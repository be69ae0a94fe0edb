//! Dispatcher - fan-out of decoded records to the sinks
//!
//! `Distributor::submit` is the single ingress: persistence first (bounded
//! wait), then broadcast (drop when full). The `Dispatcher` loop drives it from
//! the reader's channel and drains both sinks when that channel closes.

use std::sync::Arc;

use tokio::task::JoinHandle;
use tracing::{debug, error, info, instrument, warn};

use contracts::{DeadLetter, DistributorConfig, Record, RecordStore};

use crate::error::DispatcherError;
use crate::handle::{QueuePolicy, SendOutcome, SinkHandle};
use crate::metrics::{DistributorMetrics, DistributorSnapshot, MetricsSnapshot, SinkMetrics};
use crate::sinks::{BroadcastSink, PersistenceSink};

/// How one submitted record was distributed
#[derive(Debug, Clone, Copy, PartialEq, Eq)]
pub enum SubmitOutcome {
    /// Queued for both sinks
    Delivered,
    /// Queued for persistence only; the broadcast queue was full
    BroadcastDropped,
}

/// Holds the two sink queues
pub struct Distributor {
    persistence: SinkHandle,
    broadcast: SinkHandle,
    metrics: Arc<DistributorMetrics>,
}

impl Distributor {
    /// Create a distributor over already running sink handles
    pub fn new(persistence: SinkHandle, broadcast: SinkHandle) -> Self {
        if !matches!(persistence.policy(), QueuePolicy::Block { .. }) {
            warn!(
                sink = %persistence.name(),
                "persistence queue does not block, records may be lost"
            );
        }
        Self {
            persistence,
            broadcast,
            metrics: Arc::new(DistributorMetrics::new()),
        }
    }

    pub fn metrics(&self) -> &Arc<DistributorMetrics> {
        &self.metrics
    }

    /// Live metrics handles of both sinks, for periodic sampling
    pub fn shared_sink_metrics(&self) -> Vec<(String, Arc<SinkMetrics>)> {
        [&self.persistence, &self.broadcast]
            .iter()
            .map(|h| (h.name().to_string(), Arc::clone(h.metrics())))
            .collect()
    }

    /// Per-sink metrics
    pub fn sink_metrics(&self) -> Vec<(String, MetricsSnapshot)> {
        [&self.persistence, &self.broadcast]
            .iter()
            .map(|h| {
                let mut snapshot = h.metrics().snapshot();
                snapshot.queue_len = h.queue_len();
                (h.name().to_string(), snapshot)
            })
            .collect()
    }

    /// Forward one record to both sinks.
    ///
    /// # Errors
    /// `Backpressure` when the persistence queue stayed full for the whole
    /// wait; neither sink has the record then and it can be submitted again.
    /// `SinkClosed` when a worker is gone.
    pub async fn submit(&self, record: Arc<Record>) -> Result<SubmitOutcome, DispatcherError> {
        self.persistence.send(Arc::clone(&record)).await?;
        self.metrics.inc_delivered();

        match self.broadcast.send(record).await? {
            SendOutcome::Enqueued => Ok(SubmitOutcome::Delivered),
            SendOutcome::Dropped => {
                self.metrics.inc_broadcast_dropped();
                Ok(SubmitOutcome::BroadcastDropped)
            }
        }
    }

    /// Close both queues and wait until everything queued is written.
    #[instrument(name = "distributor_shutdown", skip(self))]
    pub async fn shutdown(self) -> Vec<(String, MetricsSnapshot)> {
        let persistence_metrics = Arc::clone(self.persistence.metrics());
        let broadcast_metrics = Arc::clone(self.broadcast.metrics());
        let names = [
            self.persistence.name().to_string(),
            self.broadcast.name().to_string(),
        ];

        self.persistence.shutdown().await;
        self.broadcast.shutdown().await;

        let [persistence, broadcast] = names;
        vec![
            (persistence, persistence_metrics.snapshot()),
            (broadcast, broadcast_metrics.snapshot()),
        ]
    }
}

/// Final counters of a dispatcher run
#[derive(Debug, Clone, Default)]
pub struct DispatcherReport {
    pub distributor: DistributorSnapshot,
    pub sinks: Vec<(String, MetricsSnapshot)>,
}

impl DispatcherReport {
    pub fn sink(&self, name: &str) -> Option<&MetricsSnapshot> {
        self.sinks.iter().find(|(n, _)| n == name).map(|(_, s)| s)
    }
}

/// Builder for creating a Dispatcher from configuration
pub struct DispatcherBuilder {
    config: DistributorConfig,
    input_rx: async_channel::Receiver<Arc<Record>>,
}

impl DispatcherBuilder {
    /// Create a new DispatcherBuilder
    pub fn new(config: DistributorConfig, input_rx: async_channel::Receiver<Arc<Record>>) -> Self {
        Self { config, input_rx }
    }

    /// Spawn both sink workers and build the dispatcher
    #[instrument(name = "dispatcher_builder_build", skip_all)]
    pub fn build<S, D>(
        self,
        persistence: PersistenceSink<S, D>,
        broadcast: BroadcastSink,
    ) -> Dispatcher
    where
        S: RecordStore + Send + Sync + 'static,
        D: DeadLetter + Send + Sync + 'static,
    {
        let persistence_metrics = persistence.metrics();
        let persistence = SinkHandle::spawn_with_metrics(
            persistence,
            self.config.persistence_queue_capacity,
            QueuePolicy::Block {
                max_wait: self.config.persistence_max_wait(),
            },
            persistence_metrics,
        );
        let broadcast = SinkHandle::spawn(
            broadcast,
            self.config.broadcast_queue_capacity,
            QueuePolicy::DropNewest,
        );

        debug!(
            persistence_capacity = self.config.persistence_queue_capacity,
            broadcast_capacity = self.config.broadcast_queue_capacity,
            "sink workers spawned"
        );

        Dispatcher::new(Distributor::new(persistence, broadcast), self.input_rx)
    }
}

/// The main Dispatcher that fans out records to sinks
pub struct Dispatcher {
    distributor: Distributor,
    input_rx: async_channel::Receiver<Arc<Record>>,
}

impl Dispatcher {
    /// Create a dispatcher with custom sink handles (for testing)
    pub fn new(distributor: Distributor, input_rx: async_channel::Receiver<Arc<Record>>) -> Self {
        Self {
            distributor,
            input_rx,
        }
    }

    pub fn distributor(&self) -> &Distributor {
        &self.distributor
    }

    /// Run the dispatcher main loop
    ///
    /// `on_ready` fires once, before the first record is taken. Consumes
    /// records until the input channel is closed and drained, then shuts the
    /// sinks down.
    #[instrument(name = "dispatcher_run", skip_all)]
    pub async fn run<F>(self, on_ready: F) -> Result<DispatcherReport, DispatcherError>
    where
        F: FnOnce() + Send,
    {
        let Self {
            distributor,
            input_rx,
        } = self;
        let metrics = Arc::clone(distributor.metrics());

        info!("Dispatcher started");
        on_ready();

        let mut outcome = Ok(());
        'records: while let Ok(record) = input_rx.recv().await {
            metrics.inc_received();

            loop {
                match distributor.submit(Arc::clone(&record)).await {
                    Ok(_) => break,
                    Err(e) if e.is_backpressure() => {
                        metrics.inc_backpressure_retries();
                        warn!(
                            vehicle_id = %record.vehicle_id,
                            error = %e,
                            "Persistence queue full, resubmitting"
                        );
                    }
                    Err(e) => {
                        error!(vehicle_id = %record.vehicle_id, error = %e, "Distribution stopped");
                        outcome = Err(e);
                        break 'records;
                    }
                }
            }

            let received = metrics.snapshot().received;
            if received.is_multiple_of(100) {
                debug!(records = received, "Dispatcher progress");
            }
        }

        info!(
            records = metrics.snapshot().received,
            "Dispatcher input closed, draining sinks"
        );

        let sinks = distributor.shutdown().await;
        let report = DispatcherReport {
            distributor: metrics.snapshot(),
            sinks,
        };

        info!(distributor = ?report.distributor, "Dispatcher shutdown complete");
        outcome.map(|()| report)
    }

    /// Spawn the dispatcher as a background task
    pub fn spawn<F>(self, on_ready: F) -> JoinHandle<Result<DispatcherReport, DispatcherError>>
    where
        F: FnOnce() + Send + 'static,
    {
        tokio::spawn(async move { self.run(on_ready).await })
    }
}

══════════════════════════════

Reproduce the records above exactly, character for character.

repository be69ae0a94fe0edb
//! Dispatcher - fan-out of decoded records to the sinks
//!
//! `Distributor::submit` is the single ingress: persistence first (bounded
//! wait), then broadcast (drop when full). The `Dispatcher` loop drives it from
//! the reader's channel and drains both sinks when that channel closes.

use std::sync::Arc;

use tokio::task::JoinHandle;
use tracing::{debug, error, info, instrument, warn};

use contracts::{DeadLetter, DistributorConfig, Record, RecordStore};

use crate::error::DispatcherError;
use crate::handle::{QueuePolicy, SendOutcome, SinkHandle};
use crate::metrics::{DistributorMetrics, DistributorSnapshot, MetricsSnapshot, SinkMetrics};
use crate::sinks::{BroadcastSink, PersistenceSink};

/// How one submitted record was distributed
#[derive(Debug, Clone, Copy, PartialEq, Eq)]
pub enum SubmitOutcome {
    /// Queued for both sinks
    Delivered,
    /// Queued for persistence only; the broadcast queue was full
    BroadcastDropped,
}

/// Holds the two sink queues
pub struct Distributor {
    persistence: SinkHandle,
    broadcast: SinkHandle,
    metrics: Arc<DistributorMetrics>,
}

impl Distributor {
    /// Create a distributor over already running sink handles
    pub fn new(persistence: SinkHandle, broadcast: SinkHandle) -> Self {
        if !matches!(persistence.policy(), QueuePolicy::Block { .. }) {
            warn!(
                sink = %persistence.name(),
                "persistence queue does not block, records may be lost"
            );
        }
        Self {
            persistence,
            broadcast,
            metrics: Arc::new(DistributorMetrics::new()),
        }
    }

    pub fn metrics(&self) -> &Arc<DistributorMetrics> {
        &self.metrics
    }

    /// Live metrics handles of both sinks, for periodic sampling
    pub fn shared_sink_metrics(&self) -> Vec<(String, Arc<SinkMetrics>)> {
        [&self.persistence, &self.broadcast]
            .iter()
            .map(|h| (h.name().to_string(), Arc::clone(h.metrics())))
            .collect()
    }

    /// Per-sink metrics
    pub fn sink_metrics(&self) -> Vec<(String, MetricsSnapshot)> {
        [&self.persistence, &self.broadcast]
            .iter()
            .map(|h| {
                let mut snapshot = h.metrics().snapshot();
                snapshot.queue_len = h.queue_len();
                (h.name().to_string(), snapshot)
            })
            .collect()
    }

    /// Forward one record to both sinks.
    ///
    /// # Errors
    /// `Backpressure` when the persistence queue stayed full for the whole
    /// wait; neither sink has the record then and it can be submitted again.
    /// `SinkClosed` when a worker is gone.
    pub async fn submit(&self, record: Arc<Record>) -> Result<SubmitOutcome, DispatcherError> {
        self.persistence.send(Arc::clone(&record)).await?;
        self.metrics.inc_delivered();

        match self.broadcast.send(record).await? {
            SendOutcome::Enqueued => Ok(SubmitOutcome::Delivered),
            SendOutcome::Dropped => {
                self.metrics.inc_broadcast_dropped();
                Ok(SubmitOutcome::BroadcastDropped)
            }
        }
    }

    /// Close both queues and wait until everything queued is written.
    #[instrument(name = "distributor_shutdown", skip(self))]
    pub async fn shutdown(self) -> Vec<(String, MetricsSnapshot)> {
        let persistence_metrics = Arc::clone(self.persistence.metrics());
        let broadcast_metrics = Arc::clone(self.broadcast.metrics());
        let names = [
            self.persistence.name().to_string(),
            self.broadcast.name().to_string(),
        ];

        self.persistence.shutdown().await;
        self.broadcast.shutdown().await;

        let [persistence, broadcast] = names;
        vec![
            (persistence, persistence_metrics.snapshot()),
            (broadcast, broadcast_metrics.snapshot()),
        ]
    }
}

/// Final counters of a dispatcher run
#[derive(Debug, Clone, Default)]
pub struct DispatcherReport {
    pub distributor: DistributorSnapshot,
    pub sinks: Vec<(String, MetricsSnapshot)>,
}

impl DispatcherReport {
    pub fn sink(&self, name: &str) -> Option<&MetricsSnapshot> {
        self.sinks.iter().find(|(n, _)| n == name).map(|(_, s)| s)
    }
}

/// Builder for creating a Dispatcher from configuration
pub struct DispatcherBuilder {
    config: DistributorConfig,
    input_rx: async_channel::Receiver<Arc<Record>>,
}

impl DispatcherBuilder {
    /// Create a new DispatcherBuilder
    pub fn new(config: DistributorConfig, input_rx: async_channel::Receiver<Arc<Record>>) -> Self {
        Self { config, input_rx }
    }

    /// Spawn both sink workers and build the dispatcher
    #[instrument(name = "dispatcher_builder_build", skip_all)]
    pub fn build<S, D>(
        self,
        persistence: PersistenceSink<S, D>,
        broadcast: BroadcastSink,
    ) -> Dispatcher
    where
        S: RecordStore + Send + Sync + 'static,
        D: DeadLetter + Send + Sync + 'static,
    {
        let persistence_metrics = persistence.metrics();
        let persistence = SinkHandle::spawn_with_metrics(
            persistence,
            self.config.persistence_queue_capacity,
            QueuePolicy::Block {
                max_wait: self.config.persistence_max_wait(),
            },
            persistence_metrics,
        );
        let broadcast = SinkHandle::spawn(
            broadcast,
            self.config.broadcast_queue_capacity,
            QueuePolicy::DropNewest,
        );

        debug!(
            persistence_capacity = self.config.persistence_queue_capacity,
            broadcast_capacity = self.config.broadcast_queue_capacity,
            "sink workers spawned"
        );

        Dispatcher::new(Distributor::new(persistence, broadcast), self.input_rx)
    }
}

/// The main Dispatcher that fans out records to sinks
pub struct Dispatcher {
    distributor: Distributor,
    input_rx: async_channel::Receiver<Arc<Record>>,
}

impl Dispatcher {
    /// Create a dispatcher with custom sink handles (for testing)
    pub fn new(distributor: Distributor, input_rx: async_channel::Receiver<Arc<Record>>) -> Self {
        Self {
            distributor,
            input_rx,
        }
    }

    pub fn distributor(&self) -> &Distributor {
        &self.distributor
    }

    /// Run the dispatcher main loop
    ///
    /// `on_ready` fires once, before the first record is taken. Consumes
    /// records until the input channel is closed and drained, then shuts the
    /// sinks down.
    #[instrument(name = "dispatcher_run", skip_all)]
    pub async fn run<F>(self, on_ready: F) -> Result<DispatcherReport, DispatcherError>
    where
        F: FnOnce() + Send,
    {
        let Self {
            distributor,
            input_rx,
        } = self;
        let metrics = Arc::clone(distributor.metrics());

        info!("Dispatcher started");
        on_ready();

        let mut outcome = Ok(());
        'records: while let Ok(record) = input_rx.recv().await {
            metrics.inc_received();

            loop {
                match distributor.submit(Arc::clone(&record)).await {
                    Ok(_) => break,
                    Err(e) if e.is_backpressure() => {
                        metrics.inc_backpressure_retries();
                        warn!(
                            vehicle_id = %record.vehicle_id,
                            error = %e,
                            "Persistence queue full, resubmitting"
                        );
                    }
                    Err(e) => {
                        error!(vehicle_id = %record.vehicle_id, error = %e, "Distribution stopped");
                        outcome = Err(e);
                        break 'records;
                    }
                }
            }

            let received = metrics.snapshot().received;
            if received.is_multiple_of(100) {
                debug!(records = received, "Dispatcher progress");
            }
        }

        info!(
            records = metrics.snapshot().received,
            "Dispatcher input closed, draining sinks"
        );

        let sinks = distributor.shutdown().await;
        let report = DispatcherReport {
            distributor: metrics.snapshot(),
            sinks,
        };

        info!(distributor = ?report.distributor, "Dispatcher shutdown complete");
        outcome.map(|()| report)
    }

    /// Spawn the dispatcher as a background task
    pub fn spawn<F>(self, on_ready: F) -> JoinHandle<Result<DispatcherReport, DispatcherError>>
    where
        F: FnOnce() + Send + 'static,
    {
        tokio::spawn(async move { self.run(on_ready).await })
    }
}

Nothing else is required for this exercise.